Nah. That’s disrespectful.

And the writers had the nerve to sprinkle in some flashbacks to remind us of what we used to have, like seasoning a bland dish with a single grain of salt. It’s worse than forgetting – it’s teasing. It’s like they know we’re starving and offered us a bite of nostalgia instead of a full plate.

And that’s the thing – Season 4 felt like it forgot what made The Bear matter. The anxiety, the stakes, the way it held up a mirror to the immigrant hustle, to inherited trauma, to the way we turn kitchens into both battlefields and family tables.

This season? It steps back. It turns inward. Maybe too far inward. It’s trying to be meditative, but ends up meandering. And for a show that taught us to care about every second, wasting time feels like betrayal.

This season mourns. And maybe that’s the point. It’s about coming to terms with the possibility that the dream – the restaurant – might die. But it also lets the fire go out. And without the fire, The Bear is just a bunch of people standing around in a room full of broken dreams and half-used garnishes.

The performances are still stellar. The cinematography is still gorgeous. The show hasn’t lost its soul. It’s just too tired to cook. I’m not saying it needs to be chaos porn every season, but if I wanted muted tension and existential dread, I’d just open my inbox on a Monday.

Do I still love this show?

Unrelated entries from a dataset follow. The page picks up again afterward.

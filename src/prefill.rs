//! Rebuilding a session from saved progress.
//!
//! Order matters here: nothing is written before every dataset is ready,
//! cascade levels are written parent first, rules run after their
//! controlling values are in place and the step pointer is restored last.
use futures::future::join_all;
use tracing::{debug, info, warn};

use crate::calendar::{ad_to_bs, bs_to_ad, is_valid_ad_date};
use crate::config::PrefillConfig;
use crate::date_pair::KYC_DATE_PAIRS;
use crate::documents::DocumentSlot;
use crate::error::PrefillError;
use crate::field::{EditOrigin, FieldValue};
use crate::otp::is_valid_nepali_mobile;
use crate::persistence::PrefillData;
use crate::readiness::{ReadinessGate, ReadinessProbe};
use crate::reference::OptionSource;
use crate::schema::{AddressKind, FieldKind, FieldSpec, FormSchema, names};
use crate::session::FormSession;

const NO_PARENTS: &[String] = &[];

#[derive(Debug, Clone, PartialEq, Eq, Default)]
pub struct PrefillReport {
    pub filled: usize,
    /// Saved values no option matched within the retry budget.
    pub unmatched: Vec<&'static str>,
    pub resumed_step: u8,
}

pub struct PrefillOrchestrator<'a> {
    config: &'a PrefillConfig,
    gate: &'a ReadinessGate,
    probe: &'a dyn ReadinessProbe,
    options: &'a dyn OptionSource,
}

/// Saved radio values may be booleans or `1`/`0`.
fn radio_text(raw: &str) -> &str {
    match raw.trim() {
        "true" | "1" => "yes",
        "false" | "0" => "no",
        other => other,
    }
}

fn is_plain(spec: &FieldSpec) -> bool {
    match spec.kind {
        FieldKind::Text(_) | FieldKind::Mobile | FieldKind::Checkbox => {
            spec.name != names::SAME_ADDRESS
        }
        FieldKind::Date(crate::calendar::Calendar::Ad) => true,
        _ => false,
    }
}

impl<'a> PrefillOrchestrator<'a> {
    pub fn new(
        config: &'a PrefillConfig,
        gate: &'a ReadinessGate,
        probe: &'a dyn ReadinessProbe,
        options: &'a dyn OptionSource,
    ) -> Self {
        Self {
            config,
            gate,
            probe,
            options,
        }
    }

    /// Populates `session` from `data` within the configured time limit.
    ///
    /// Works on a copy; `session` is only replaced when the run completes.
    pub async fn run(
        &self,
        session: &mut FormSession,
        data: &PrefillData,
    ) -> Result<PrefillReport, PrefillError> {
        let mut draft = session.clone();
        let limit = self.config.timeout();
        match tokio::time::timeout(limit, self.populate(&mut draft, data)).await {
            Ok(report) => {
                *session = draft;
                info!(
                    filled = report.filled,
                    unmatched = report.unmatched.len(),
                    step = report.resumed_step,
                    "prefill complete"
                );
                Ok(report)
            }
            Err(_) => {
                let pending = self.gate.snapshot().pending();
                warn!(?pending, ?limit, "prefill timed out");
                Err(PrefillError::Timeout { pending })
            }
        }
    }

    async fn populate(&self, session: &mut FormSession, data: &PrefillData) -> PrefillReport {
        let mut report = PrefillReport::default();

        self.gate
            .wait_all(self.probe, self.config.fallback_poll())
            .await;
        debug!("reference data ready, populating fields");

        let schema = *session.schema();
        let fields = schema.fields();

        // plain values
        for spec in fields.iter().filter(|f| is_plain(f)) {
            let value = match spec.kind {
                FieldKind::Checkbox => FieldValue::Flag(data.flag(spec.name)),
                _ if spec.name == names::BRANCH_NAME => match data.branch_name() {
                    Some(v) => FieldValue::text(v),
                    None => continue,
                },
                _ => match data.text(spec.name) {
                    Some(v) => FieldValue::text(v),
                    None => continue,
                },
            };
            self.apply(session, spec.name, value, &mut report);
        }

        // BS sides follow the saved AD dates
        for pair in KYC_DATE_PAIRS {
            let ad = session.value(pair.ad_field).as_str().trim().to_string();
            let bs = if is_valid_ad_date(&ad) { ad_to_bs(&ad) } else { String::new() };
            if !bs.is_empty() {
                self.apply(session, pair.bs_field, FieldValue::text(bs), &mut report);
                continue;
            }
            // no usable AD date, fall back to the saved BS one
            if let Some(saved_bs) = data.text(pair.bs_field) {
                let ad = bs_to_ad(saved_bs.as_str());
                if !ad.is_empty() {
                    self.apply(session, pair.bs_field, FieldValue::text(saved_bs), &mut report);
                    self.apply(session, pair.ad_field, FieldValue::text(ad), &mut report);
                }
            }
        }

        // radio groups
        for spec in schema.radio_fields() {
            let Some(raw) = data.text(spec.name) else {
                continue;
            };
            self.apply(session, spec.name, FieldValue::text(radio_text(&raw)), &mut report);
            if !session.value(spec.name).is_filled() {
                report.unmatched.push(spec.name);
            }
        }

        // selects resolve concurrently; each cascade walks its levels in order
        let selects: Vec<_> = fields
            .iter()
            .filter(|f| matches!(f.kind, FieldKind::Select(_)))
            .filter_map(|f| Some((f, data.text(f.name)?)))
            .collect();
        let (resolved, permanent, temporary) = tokio::join!(
            join_all(
                selects
                    .iter()
                    .map(|(spec, expected)| self.resolve(spec, expected, NO_PARENTS))
            ),
            self.resolve_cascade(schema, AddressKind::Permanent, data),
            self.resolve_cascade(schema, AddressKind::Temporary, data),
        );
        for ((spec, _), value) in selects.iter().zip(resolved) {
            match value {
                Some(v) => self.apply(session, spec.name, FieldValue::text(v), &mut report),
                None => report.unmatched.push(spec.name),
            }
        }
        for (name, value) in permanent.into_iter().chain(temporary) {
            match value {
                Some(v) => self.apply(session, name, FieldValue::text(v), &mut report),
                None => report.unmatched.push(name),
            }
        }

        if data.flag(names::SAME_ADDRESS) {
            self.apply(session, names::SAME_ADDRESS, FieldValue::Flag(true), &mut report);
        }
        session.recompute_rules();

        // stored documents
        let documents = session.documents_mut();
        for slot in DocumentSlot::ALL {
            if let Some(url) = data.document_url(slot) {
                documents.set_existing(slot, url);
            }
        }
        for (name, url) in data.additional_documents() {
            documents.push_existing_additional(name, url);
        }

        let mobile = session.value(names::MOBILE).as_str().trim().to_string();
        if data.mobile_verified() && is_valid_nepali_mobile(&mobile) {
            session.otp_mut().restore_verified(&mobile);
        }

        report.resumed_step = session.restore_step(data.current_step());
        report
    }

    fn apply(
        &self,
        session: &mut FormSession,
        name: &'static str,
        value: FieldValue,
        report: &mut PrefillReport,
    ) {
        match session.set_field(name, value, EditOrigin::Prefill) {
            Ok(_) => report.filled += 1,
            Err(err) => warn!(field = name, %err, "saved value not applied"),
        }
    }

    /// Polls the options of `spec` until one matches `expected`.
    async fn resolve(&self, spec: &FieldSpec, expected: &str, parents: &[String]) -> Option<String> {
        let options = self.options;
        let found = self
            .config
            .select_retry
            .poll(move || async move {
                options
                    .options(spec, parents)
                    .await
                    .into_iter()
                    .find(|o| o.matches(expected))
                    .map(|o| o.value)
            })
            .await;
        if found.is_none() {
            warn!(field = spec.name, expected, "no matching option");
        }
        found
    }

    /// Resolves province, district and municipality in that order. Stops at
    /// the first level without a saved value or a matching option.
    async fn resolve_cascade(
        &self,
        schema: FormSchema,
        kind: AddressKind,
        data: &PrefillData,
    ) -> Vec<(&'static str, Option<String>)> {
        let mut resolved = Vec::new();
        let mut parents: Vec<String> = Vec::new();
        for name in kind.cascade() {
            let Some(spec) = schema.field(name) else {
                break;
            };
            let Some(expected) = data.text(name) else {
                break;
            };
            let value = self.resolve(spec, &expected, &parents).await;
            let matched = value.clone();
            resolved.push((name, value));
            let Some(v) = matched else {
                break;
            };
            parents.push(v);
        }
        resolved
    }
}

Yes. Like I love the cousin who never calls back but shows up with Coquito at Christmas. But do I want a Season 5 that feels like this? Baby, keep that shit. Wrap it in butcher paper and send it out the back door. Because right now? It’s cold. And not in the cool, edgy way – just cold, like leftovers you forgot to reheat. But if this is how The Bear goes out? Then fine. Let it close the doors, hang the apron, and dim the lights. But don’t serve me a plate of sorrow and call it art. I came for the fire. I came for the chaos. I came hungry. And Season 4? It left me with a mouth full of ashes.